= Autotoxicity =

Autotoxicity, meaning self-toxicity, is a biological phenomenon whereby a species inhibits growth or reproduction of other members of its species through the production of chemicals released into the environment. Like allelopathy, it is a type of interference competition but it is technically different: autotoxicity contributes to intraspecific competition, whereas allelopathic effects refer to interspecific competition. Furthermore, autotoxic effects are always inhibitory, whereas allelopathic effects are not necessarily inhibitory–they may stimulate other organisms.

This mechanism will result in reduced exploitative competition between members of the same species and may contribute to natural thinning in established communities. Inhibition of the growth of young plants will increase the availability of nutrients to older, established plants.

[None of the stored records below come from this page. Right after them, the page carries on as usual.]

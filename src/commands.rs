//! Handlers behind each subcommand.
//!
//! Management commands are strict: `create` refuses a taken name, `drop`
//! and `info` refuse a missing one. The catalog itself stays idempotent.

use anyhow::{Context, Result};
use graph_link::Connector;
use serde_json::json;
use tracing::info;
use vec_index::{
    DimensionReconciler, FixedDimensionProbe, IndexCatalog, IndexDescriptor, IndexError,
    IndexExistence, IndexResult, IndexSpec, ReconcileRequest, Reconciliation,
    SimilarityFunction,
};

use crate::cli::Commands;
use crate::config::AppConfig;

/// Create `spec`, failing with `AlreadyExists` if its name is taken.
pub async fn create_strict(catalog: &IndexCatalog, spec: &IndexSpec) -> IndexResult<()> {
    let existing = catalog.check_exists(&spec.name, None).await?;
    if existing.exists {
        return Err(IndexError::AlreadyExists {
            name: spec.name.clone(),
            dimension: existing.dimension,
        });
    }
    catalog.create(spec, None).await
}

/// Drop `name`, failing with `NotFound` if there is no such index.
pub async fn drop_strict(catalog: &IndexCatalog, name: &str) -> IndexResult<()> {
    if !catalog.check_exists(name, None).await?.exists {
        return Err(IndexError::NotFound {
            name: name.to_string(),
        });
    }
    catalog.delete(name, None).await
}

pub async fn info_strict(catalog: &IndexCatalog, name: &str) -> IndexResult<IndexDescriptor> {
    catalog
        .get_info(name, None)
        .await?
        .ok_or_else(|| IndexError::NotFound {
            name: name.to_string(),
        })
}

pub fn render_list(indexes: &[IndexDescriptor]) -> String {
    if indexes.is_empty() {
        return "No vector indexes found".to_string();
    }
    indexes
        .iter()
        .map(|index| {
            format!(
                "{}  {}  {}",
                index, index.similarity_function, index.state
            )
        })
        .collect::<Vec<_>>()
        .join("\n")
}

pub fn render_existence(name: &str, existence: &IndexExistence) -> String {
    if !existence.exists {
        return format!("{}: not found", name);
    }
    let dimension = existence
        .dimension
        .map_or_else(|| "any dimension".to_string(), |d| format!("{}D", d));
    match &existence.similarity_function {
        Some(similarity) => format!("{}: exists ({}, {})", name, dimension, similarity),
        None => format!("{}: exists ({})", name, dimension),
    }
}

pub fn render_reconciliation(result: &Reconciliation) -> String {
    format!(
        "Using index {} ({}D, {})",
        result.effective_name, result.dimension, result.outcome
    )
}

/// Run one subcommand and print its result.
pub async fn execute(
    command: Commands,
    config: &AppConfig,
    connector: &Connector,
    json_output: bool,
) -> Result<()> {
    let catalog = IndexCatalog::new(connector.clone(), config.connection_config());

    match command {
        Commands::Ping => {
            let effective = connector
                .ping(catalog.config())
                .await
                .with_context(|| format!("Failed to reach {}", catalog.config().address()))?;
            if json_output {
                println!("{}", json!({ "ok": true, "address": effective.address() }));
            } else {
                println!("Connected via {}", effective.address());
            }
        }

        Commands::List => {
            let indexes = catalog.list(None).await.context("Failed to list vector indexes")?;
            if json_output {
                println!("{}", serde_json::to_string_pretty(&indexes)?);
            } else {
                println!("{}", render_list(&indexes));
            }
        }

        Commands::Info { name } => {
            let descriptor = info_strict(&catalog, &name).await?;
            if json_output {
                println!("{}", serde_json::to_string_pretty(&descriptor)?);
            } else {
                println!("{}", descriptor);
                println!("  similarity: {}", descriptor.similarity_function);
                println!("  state:      {}", descriptor.state);
            }
        }

        Commands::Exists { name } => {
            let existence = catalog.check_exists(&name, None).await?;
            if json_output {
                println!("{}", serde_json::to_string_pretty(&existence)?);
            } else {
                println!("{}", render_existence(&name, &existence));
            }
        }

        Commands::Create {
            name,
            label,
            property,
            dimension,
            similarity,
        } => {
            let similarity = match similarity {
                Some(s) => s.parse::<SimilarityFunction>()?,
                None => config.index.similarity,
            };
            let spec = IndexSpec {
                name: name.unwrap_or_else(|| config.index.name.clone()),
                label: label.unwrap_or_else(|| config.index.label.clone()),
                property: property.unwrap_or_else(|| config.index.property.clone()),
                dimension,
                similarity,
            };
            create_strict(&catalog, &spec).await?;
            info!(index = %spec.name, dimension, "Created vector index");
            if json_output {
                println!("{}", json!({ "created": spec.name, "dimension": dimension }));
            } else {
                println!("Created {} ({}D, {}.{})", spec.name, dimension, spec.label, spec.property);
            }
        }

        Commands::Drop { name } => {
            drop_strict(&catalog, &name).await?;
            if json_output {
                println!("{}", json!({ "dropped": name }));
            } else {
                println!("Dropped {}", name);
            }
        }

        Commands::Ensure {
            name,
            label,
            property,
            dimension,
        } => {
            let request = ReconcileRequest {
                base_name: name.unwrap_or_else(|| config.index.name.clone()),
                label: label.unwrap_or_else(|| config.index.label.clone()),
                property: property.unwrap_or_else(|| config.index.property.clone()),
                similarity: config.index.similarity,
            };
            let probe = FixedDimensionProbe::new(dimension);
            let result = DimensionReconciler::new(&catalog)
                .reconcile(&request, &probe, None)
                .await?;
            if json_output {
                println!("{}", serde_json::to_string_pretty(&result)?);
            } else {
                println!("{}", render_reconciliation(&result));
            }
        }
    }

    Ok(())
}
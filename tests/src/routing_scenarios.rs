use graph_link::{should_retry_direct, to_direct_address, ConnectionConfig, LinkError};
use telemetry::Event;
use vec_index::{ErrorKind, IndexSpec, SimilarityFunction};

use crate::Harness;

const NO_ROUTING: &str = "Could not perform discovery. No routing servers available. Known routing table: RoutingTable[database=neo4j, expirationTime=0, routers=[]]";

fn connection_error(message: &str) -> LinkError {
    LinkError::Connection {
        address: "neo4j://host:7687".to_string(),
        message: message.to_string(),
    }
}

#[test]
fn test_router_decisions() {
    let routing = connection_error("No routing servers available");
    assert!(should_retry_direct(&routing, "neo4j://host:7687"));
    assert_eq!(to_direct_address("neo4j://host:7687"), "bolt://host:7687");
    assert!(should_retry_direct(&routing, "neo4j+s://host:7687"));
    assert_eq!(to_direct_address("neo4j+s://host:7687"), "bolt+s://host:7687");
    assert_eq!(to_direct_address("neo4j+ssc://host:7687"), "bolt+ssc://host:7687");

    assert!(!should_retry_direct(&routing, "bolt://host:7687"));

    let auth = connection_error(
        "Neo.ClientError.Security.Unauthorized: The client is unauthorized due to authentication failure.",
    );
    assert!(!should_retry_direct(&auth, "neo4j://host:7687"));
}

#[tokio::test]
async fn test_discovery_failure_recovers_over_bolt() {
    let h = Harness::new("neo4j+s://graph.internal:7687");
    h.memory.fail_connections("neo4j", NO_ROUTING);

    let existence = h.catalog.check_exists("docs", None).await.unwrap();

    assert!(!existence.exists);
    assert_eq!(
        h.memory.addresses(),
        vec!["neo4j+s://graph.internal:7687", "bolt+s://graph.internal:7687"]
    );
    assert_eq!(
        h.observer.events()[0],
        Event::DirectFallback {
            from: "neo4j+s://graph.internal:7687".to_string(),
            to: "bolt+s://graph.internal:7687".to_string(),
            error: format!("Connection to neo4j+s://graph.internal:7687 failed: {}", NO_ROUTING),
        }
    );
}

#[tokio::test]
async fn test_direct_retry_happens_once() {
    let h = Harness::new("neo4j://graph.internal:7687");
    h.memory.fail_connections("neo4j", NO_ROUTING);
    h.memory.fail_connections("bolt", "Connection refused");

    let err = h
        .catalog
        .create(
            &IndexSpec {
                name: "docs".to_string(),
                label: "Chunk".to_string(),
                property: "embedding".to_string(),
                dimension: 768,
                similarity: SimilarityFunction::Cosine,
            },
            None,
        )
        .await
        .unwrap_err();

    assert_eq!(err.kind(), ErrorKind::Connection);
    assert!(err.to_string().contains("bolt://graph.internal:7687"));
    assert_eq!(h.memory.addresses().len(), 2);
    assert_eq!(h.observer.count("direct_fallback"), 1);
    assert_eq!(h.observer.count("direct_fallback_failed"), 1);
    assert_eq!(h.memory.opened_sessions(), 0);
}

#[tokio::test]
async fn test_auth_failure_is_not_retried() {
    let h = Harness::new("neo4j://graph.internal:7687");
    h.memory
        .fail_connections("neo4j", "The client is unauthorized due to authentication failure.");

    let err = h.catalog.list(None).await.unwrap_err();

    assert_eq!(err.kind(), ErrorKind::Connection);
    assert_eq!(h.memory.addresses(), vec!["neo4j://graph.internal:7687"]);
    assert_eq!(h.observer.count("direct_fallback"), 0);
}

#[tokio::test]
async fn test_discovery_failure_on_bolt_address_is_final() {
    let h = Harness::new("bolt://graph.internal:7687");
    h.memory.fail_connections("bolt", NO_ROUTING);

    let err = h.catalog.list(None).await.unwrap_err();

    assert_eq!(err.kind(), ErrorKind::RoutingFailure);
    assert_eq!(h.memory.addresses().len(), 1);
}

#[tokio::test]
async fn test_ping_reports_effective_address() {
    let h = Harness::new("neo4j://graph.internal:7687");
    h.memory.fail_connections("neo4j://", NO_ROUTING);
    let config = ConnectionConfig::new("neo4j://graph.internal:7687", "neo4j", "password");

    let effective = h.connector().ping(&config).await.unwrap();

    assert_eq!(effective.address(), "bolt://graph.internal:7687");
    assert_eq!(effective.username(), "neo4j");
    assert!(h.sessions_balanced());
}
use std::fmt;

/// How to reach the database for one logical operation.
///
/// The scheme of `address` decides whether the driver attempts routing
/// discovery (`neo4j://` family) or connects straight to the host
/// (`bolt://` family).
#[derive(Clone, PartialEq, Eq)]
pub struct ConnectionConfig {
    address: String,
    username: String,
    password: String,
    database: Option<String>,
}

impl ConnectionConfig {
    pub fn new(
        address: impl Into<String>,
        username: impl Into<String>,
        password: impl Into<String>,
    ) -> Self {
        Self {
            address: address.into(),
            username: username.into(),
            password: password.into(),
            database: None,
        }
    }

    /// An empty name selects the server's default database.
    pub fn with_database(mut self, database: Option<String>) -> Self {
        self.database = database.filter(|d| !d.trim().is_empty());
        self
    }

    /// Same credentials and database, different address.
    pub fn with_address(&self, address: impl Into<String>) -> Self {
        Self {
            address: address.into(),
            ..self.clone()
        }
    }

    pub fn address(&self) -> &str {
        &self.address
    }

    pub fn username(&self) -> &str {
        &self.username
    }

    pub fn password(&self) -> &str {
        &self.password
    }

    pub fn database(&self) -> Option<&str> {
        self.database.as_deref()
    }
}

impl fmt::Debug for ConnectionConfig {
    fn fmt(&self, f: &mut fmt::Formatter<'_>) -> fmt::Result {
        f.debug_struct("ConnectionConfig")
            .field("address", &self.address)
            .field("username", &self.username)
            .field("password", &"<redacted>")
            .field("database", &self.database)
            .finish()
    }
}
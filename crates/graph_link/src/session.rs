use std::collections::BTreeMap;

use async_trait::async_trait;
use serde_json::Value;

use crate::config::ConnectionConfig;
use crate::error::LinkResult;

/// A Cypher statement with string parameters and the columns it returns.
#[derive(Debug, Clone, PartialEq, Eq)]
pub struct Statement {
    text: String,
    params: BTreeMap<String, String>,
    columns: Vec<&'static str>,
}

impl Statement {
    pub fn new(text: impl Into<String>) -> Self {
        Self {
            text: text.into(),
            params: BTreeMap::new(),
            columns: Vec::new(),
        }
    }

    pub fn param(mut self, key: impl Into<String>, value: impl Into<String>) -> Self {
        self.params.insert(key.into(), value.into());
        self
    }

    /// Columns the driver should extract from every row.
    pub fn returning(mut self, columns: &[&'static str]) -> Self {
        self.columns = columns.to_vec();
        self
    }

    pub fn text(&self) -> &str {
        &self.text
    }

    pub fn params(&self) -> &BTreeMap<String, String> {
        &self.params
    }

    pub fn columns(&self) -> &[&'static str] {
        &self.columns
    }
}

/// One result row, keyed by column name.
#[derive(Debug, Clone, Default, PartialEq)]
pub struct Record {
    fields: BTreeMap<String, Value>,
}

impl Record {
    pub fn new() -> Self {
        Self::default()
    }

    pub fn with(mut self, column: impl Into<String>, value: impl Into<Value>) -> Self {
        self.insert(column, value);
        self
    }

    pub fn insert(&mut self, column: impl Into<String>, value: impl Into<Value>) {
        self.fields.insert(column.into(), value.into());
    }

    /// Missing columns and explicit nulls both read as `None`.
    pub fn get(&self, column: &str) -> Option<&Value> {
        self.fields.get(column).filter(|v| !v.is_null())
    }

    pub fn get_str(&self, column: &str) -> Option<&str> {
        self.get(column).and_then(Value::as_str)
    }
}

/// A database session scoped to a single operation.
#[async_trait]
pub trait GraphSession: Send {
    async fn run(&mut self, statement: &Statement) -> LinkResult<Vec<Record>>;

    /// Release the session. Must be called on every exit path.
    async fn close(self: Box<Self>) -> LinkResult<()>;
}

/// Opens sessions for a connection configuration.
#[async_trait]
pub trait SessionProvider: Send + Sync {
    async fn open_session(&self, config: &ConnectionConfig) -> LinkResult<Box<dyn GraphSession>>;
}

In cultivation, autotoxicity can make it difficult or impossible to grow the same species after harvest of a crop. For example, this is known in alfalfa and the tree Cunninghamia lanceolata Other species displaying autotoxicity include the rush Juncus effusus and the grass Lolium rigidum.

==In alfalfa==
Autotoxicity in alfalfa is produced from the first seeding of the plant. The plant emits a chemical or chemicals into the soil that reduce the effectiveness of further alfalfa seedings. Studies show that the chemical is extractable from fresh alfalfa, is water-soluble, reduces germination, and prevents root growth. Some believe that a chemical called medicarpin is responsible for autotoxicity. Roots of affected plants can be swollen, curled, discolored, and lack root hairs. Lack of root hairs reduces the plants ability to gather nutrients and absorb water. Crop rotation is used to counteract autotoxicity in alfalfa.